=== EXERCISE ===
Among the entries that follow, find the lines containing the string "debug" and copy them.

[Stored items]
• • • • • • •
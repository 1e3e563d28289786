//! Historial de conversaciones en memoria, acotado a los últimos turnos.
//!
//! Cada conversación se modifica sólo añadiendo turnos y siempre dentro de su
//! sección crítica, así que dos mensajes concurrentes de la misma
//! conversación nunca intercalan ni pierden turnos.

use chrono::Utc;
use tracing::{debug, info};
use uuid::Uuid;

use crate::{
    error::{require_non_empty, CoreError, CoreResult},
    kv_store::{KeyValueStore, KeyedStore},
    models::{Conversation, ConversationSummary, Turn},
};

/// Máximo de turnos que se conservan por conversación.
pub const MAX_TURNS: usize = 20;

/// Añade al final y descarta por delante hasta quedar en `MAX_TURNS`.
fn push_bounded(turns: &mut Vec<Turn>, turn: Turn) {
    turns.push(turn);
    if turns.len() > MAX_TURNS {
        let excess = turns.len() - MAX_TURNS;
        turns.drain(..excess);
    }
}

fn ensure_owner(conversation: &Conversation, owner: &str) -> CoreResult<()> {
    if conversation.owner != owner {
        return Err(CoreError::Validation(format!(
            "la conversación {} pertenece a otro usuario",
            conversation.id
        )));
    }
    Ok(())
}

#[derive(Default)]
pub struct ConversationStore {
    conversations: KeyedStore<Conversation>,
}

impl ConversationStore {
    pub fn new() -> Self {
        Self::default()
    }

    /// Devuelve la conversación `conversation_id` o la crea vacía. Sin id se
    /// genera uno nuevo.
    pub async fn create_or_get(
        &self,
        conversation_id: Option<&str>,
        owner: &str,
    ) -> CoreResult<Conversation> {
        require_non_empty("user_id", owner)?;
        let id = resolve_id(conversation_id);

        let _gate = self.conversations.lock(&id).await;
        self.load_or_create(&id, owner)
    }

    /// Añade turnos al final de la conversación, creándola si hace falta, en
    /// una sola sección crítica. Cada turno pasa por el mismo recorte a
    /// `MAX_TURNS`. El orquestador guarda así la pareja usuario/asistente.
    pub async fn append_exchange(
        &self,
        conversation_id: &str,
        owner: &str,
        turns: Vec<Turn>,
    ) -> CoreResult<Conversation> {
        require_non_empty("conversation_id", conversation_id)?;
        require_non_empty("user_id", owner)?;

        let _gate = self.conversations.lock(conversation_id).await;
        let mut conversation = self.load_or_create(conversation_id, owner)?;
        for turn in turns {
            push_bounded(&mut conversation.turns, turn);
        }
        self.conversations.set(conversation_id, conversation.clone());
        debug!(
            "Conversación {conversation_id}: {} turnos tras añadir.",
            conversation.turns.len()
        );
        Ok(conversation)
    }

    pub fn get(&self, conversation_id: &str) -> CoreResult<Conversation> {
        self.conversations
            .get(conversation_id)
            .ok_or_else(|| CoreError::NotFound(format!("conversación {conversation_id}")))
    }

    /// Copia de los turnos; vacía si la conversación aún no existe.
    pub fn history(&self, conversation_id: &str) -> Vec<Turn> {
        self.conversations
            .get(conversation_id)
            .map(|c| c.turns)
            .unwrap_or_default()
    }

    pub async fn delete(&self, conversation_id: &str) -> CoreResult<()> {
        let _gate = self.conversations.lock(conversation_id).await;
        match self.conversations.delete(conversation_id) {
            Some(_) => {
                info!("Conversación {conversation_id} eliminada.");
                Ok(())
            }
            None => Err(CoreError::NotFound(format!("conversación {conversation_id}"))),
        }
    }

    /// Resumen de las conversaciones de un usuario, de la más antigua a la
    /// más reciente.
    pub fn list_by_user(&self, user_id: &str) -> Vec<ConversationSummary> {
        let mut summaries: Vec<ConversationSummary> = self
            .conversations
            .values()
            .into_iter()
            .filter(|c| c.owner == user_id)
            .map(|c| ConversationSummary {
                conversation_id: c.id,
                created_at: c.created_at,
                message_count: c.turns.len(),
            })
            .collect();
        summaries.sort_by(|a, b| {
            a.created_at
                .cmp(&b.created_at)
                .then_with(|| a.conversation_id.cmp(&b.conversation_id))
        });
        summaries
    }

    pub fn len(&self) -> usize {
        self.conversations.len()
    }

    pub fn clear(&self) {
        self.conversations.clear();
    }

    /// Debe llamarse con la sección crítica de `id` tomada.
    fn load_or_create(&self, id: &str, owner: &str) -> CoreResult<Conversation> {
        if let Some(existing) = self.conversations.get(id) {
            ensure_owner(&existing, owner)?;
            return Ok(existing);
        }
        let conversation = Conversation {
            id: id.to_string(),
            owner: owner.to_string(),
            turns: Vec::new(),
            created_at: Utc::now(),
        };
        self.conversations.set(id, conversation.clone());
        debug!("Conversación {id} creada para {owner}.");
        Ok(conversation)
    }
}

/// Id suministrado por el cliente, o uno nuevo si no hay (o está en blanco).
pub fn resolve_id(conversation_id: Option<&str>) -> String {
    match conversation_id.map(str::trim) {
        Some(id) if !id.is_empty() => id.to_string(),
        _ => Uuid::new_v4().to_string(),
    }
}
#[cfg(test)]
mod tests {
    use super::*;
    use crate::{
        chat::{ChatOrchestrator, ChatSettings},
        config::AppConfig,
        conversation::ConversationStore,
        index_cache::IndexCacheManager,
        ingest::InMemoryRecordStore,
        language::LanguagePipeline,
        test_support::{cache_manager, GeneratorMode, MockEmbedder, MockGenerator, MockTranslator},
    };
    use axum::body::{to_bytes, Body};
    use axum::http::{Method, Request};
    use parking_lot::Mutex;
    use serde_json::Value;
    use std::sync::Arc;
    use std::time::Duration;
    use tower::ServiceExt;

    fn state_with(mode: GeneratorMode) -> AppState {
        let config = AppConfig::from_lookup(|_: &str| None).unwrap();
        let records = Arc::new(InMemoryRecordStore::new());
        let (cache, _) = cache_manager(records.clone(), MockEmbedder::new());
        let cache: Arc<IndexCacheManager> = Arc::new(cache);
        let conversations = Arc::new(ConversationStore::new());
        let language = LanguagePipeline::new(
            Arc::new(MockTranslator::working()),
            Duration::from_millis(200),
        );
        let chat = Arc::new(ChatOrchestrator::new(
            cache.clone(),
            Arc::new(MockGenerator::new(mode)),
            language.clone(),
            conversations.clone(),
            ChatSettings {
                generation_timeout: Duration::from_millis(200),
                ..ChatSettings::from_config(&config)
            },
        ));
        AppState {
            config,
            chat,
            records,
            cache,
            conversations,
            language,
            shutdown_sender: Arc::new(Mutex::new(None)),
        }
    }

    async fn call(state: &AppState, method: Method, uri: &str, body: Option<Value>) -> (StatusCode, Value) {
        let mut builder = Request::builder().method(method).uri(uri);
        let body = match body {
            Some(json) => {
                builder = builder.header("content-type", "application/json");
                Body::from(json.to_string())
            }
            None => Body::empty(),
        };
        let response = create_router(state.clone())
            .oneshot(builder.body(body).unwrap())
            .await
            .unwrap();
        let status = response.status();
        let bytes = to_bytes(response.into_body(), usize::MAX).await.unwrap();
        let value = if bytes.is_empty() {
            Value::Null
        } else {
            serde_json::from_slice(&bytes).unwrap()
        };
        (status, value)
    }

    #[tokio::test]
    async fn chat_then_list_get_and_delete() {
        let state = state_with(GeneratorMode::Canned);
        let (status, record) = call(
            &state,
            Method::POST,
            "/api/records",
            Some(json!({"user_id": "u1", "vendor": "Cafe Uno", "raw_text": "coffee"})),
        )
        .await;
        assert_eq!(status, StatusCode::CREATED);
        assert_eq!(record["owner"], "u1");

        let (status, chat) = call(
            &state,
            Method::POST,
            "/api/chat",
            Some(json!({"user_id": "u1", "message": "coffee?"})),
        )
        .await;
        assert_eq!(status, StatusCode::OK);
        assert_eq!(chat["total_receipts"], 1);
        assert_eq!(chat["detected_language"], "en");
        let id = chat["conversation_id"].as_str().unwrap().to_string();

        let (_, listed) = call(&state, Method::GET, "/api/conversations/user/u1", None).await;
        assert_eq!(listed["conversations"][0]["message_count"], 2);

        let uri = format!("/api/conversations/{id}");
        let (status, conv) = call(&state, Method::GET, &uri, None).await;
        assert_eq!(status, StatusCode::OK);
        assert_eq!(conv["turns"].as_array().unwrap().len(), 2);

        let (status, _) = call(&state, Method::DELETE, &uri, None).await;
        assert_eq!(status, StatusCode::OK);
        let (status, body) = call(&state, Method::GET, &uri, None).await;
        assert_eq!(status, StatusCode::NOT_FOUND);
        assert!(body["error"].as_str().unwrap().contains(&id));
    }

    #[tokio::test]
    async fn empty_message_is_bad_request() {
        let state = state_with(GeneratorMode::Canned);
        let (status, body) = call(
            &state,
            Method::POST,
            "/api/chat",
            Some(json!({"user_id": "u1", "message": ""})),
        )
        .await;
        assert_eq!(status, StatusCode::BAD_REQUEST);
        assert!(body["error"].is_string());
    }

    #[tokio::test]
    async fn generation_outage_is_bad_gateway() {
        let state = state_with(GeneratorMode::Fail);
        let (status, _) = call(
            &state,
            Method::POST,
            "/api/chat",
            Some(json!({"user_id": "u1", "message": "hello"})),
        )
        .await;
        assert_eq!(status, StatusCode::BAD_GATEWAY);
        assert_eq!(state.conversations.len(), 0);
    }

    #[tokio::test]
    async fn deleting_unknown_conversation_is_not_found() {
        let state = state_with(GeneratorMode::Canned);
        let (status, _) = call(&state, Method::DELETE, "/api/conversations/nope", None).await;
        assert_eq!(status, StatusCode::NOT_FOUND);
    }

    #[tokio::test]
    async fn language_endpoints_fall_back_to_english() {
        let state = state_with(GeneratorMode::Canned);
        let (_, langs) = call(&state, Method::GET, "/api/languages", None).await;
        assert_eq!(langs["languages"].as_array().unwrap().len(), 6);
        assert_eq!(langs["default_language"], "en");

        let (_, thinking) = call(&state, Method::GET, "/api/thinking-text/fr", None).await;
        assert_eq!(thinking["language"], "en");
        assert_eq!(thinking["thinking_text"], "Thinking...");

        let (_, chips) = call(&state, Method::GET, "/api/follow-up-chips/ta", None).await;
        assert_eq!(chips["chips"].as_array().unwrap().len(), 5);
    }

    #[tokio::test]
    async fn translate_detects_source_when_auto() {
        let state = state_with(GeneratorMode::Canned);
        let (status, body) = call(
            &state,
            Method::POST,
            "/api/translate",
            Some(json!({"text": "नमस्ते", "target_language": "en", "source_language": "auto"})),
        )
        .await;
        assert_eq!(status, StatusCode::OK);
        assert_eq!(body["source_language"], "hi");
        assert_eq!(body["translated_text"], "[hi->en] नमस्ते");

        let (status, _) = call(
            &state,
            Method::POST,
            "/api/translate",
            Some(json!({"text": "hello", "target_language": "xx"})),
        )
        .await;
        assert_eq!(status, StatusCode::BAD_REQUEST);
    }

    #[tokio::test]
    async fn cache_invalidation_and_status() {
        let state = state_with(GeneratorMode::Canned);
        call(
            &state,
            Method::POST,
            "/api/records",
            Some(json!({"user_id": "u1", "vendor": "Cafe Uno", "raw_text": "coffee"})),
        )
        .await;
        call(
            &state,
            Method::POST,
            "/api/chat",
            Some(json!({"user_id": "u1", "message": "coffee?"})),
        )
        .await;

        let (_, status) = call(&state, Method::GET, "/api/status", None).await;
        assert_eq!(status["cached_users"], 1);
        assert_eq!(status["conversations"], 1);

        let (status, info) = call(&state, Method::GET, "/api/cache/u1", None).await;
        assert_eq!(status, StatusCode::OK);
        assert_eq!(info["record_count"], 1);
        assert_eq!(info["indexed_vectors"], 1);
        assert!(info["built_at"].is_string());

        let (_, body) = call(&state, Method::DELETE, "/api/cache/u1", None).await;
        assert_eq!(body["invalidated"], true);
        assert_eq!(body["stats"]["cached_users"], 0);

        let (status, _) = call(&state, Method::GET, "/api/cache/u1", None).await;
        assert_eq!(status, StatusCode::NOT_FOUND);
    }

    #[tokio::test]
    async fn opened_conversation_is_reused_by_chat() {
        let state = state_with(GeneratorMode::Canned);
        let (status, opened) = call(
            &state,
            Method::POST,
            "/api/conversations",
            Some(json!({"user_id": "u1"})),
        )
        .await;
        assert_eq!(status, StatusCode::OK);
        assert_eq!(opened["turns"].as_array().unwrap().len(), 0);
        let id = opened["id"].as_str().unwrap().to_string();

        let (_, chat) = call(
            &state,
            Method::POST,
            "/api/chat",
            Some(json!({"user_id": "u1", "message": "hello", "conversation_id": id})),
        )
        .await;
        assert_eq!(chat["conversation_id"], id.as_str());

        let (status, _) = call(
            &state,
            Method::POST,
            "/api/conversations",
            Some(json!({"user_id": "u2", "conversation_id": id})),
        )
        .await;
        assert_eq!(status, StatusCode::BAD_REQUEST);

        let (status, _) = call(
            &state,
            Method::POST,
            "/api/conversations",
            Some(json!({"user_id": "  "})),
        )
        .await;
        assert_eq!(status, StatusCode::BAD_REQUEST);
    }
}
• • • • • • •
=== YOUR RESPONSE ===
use tracing::{debug, info};
        debug!(
        debug!("Conversación {id} creada para {owner}.");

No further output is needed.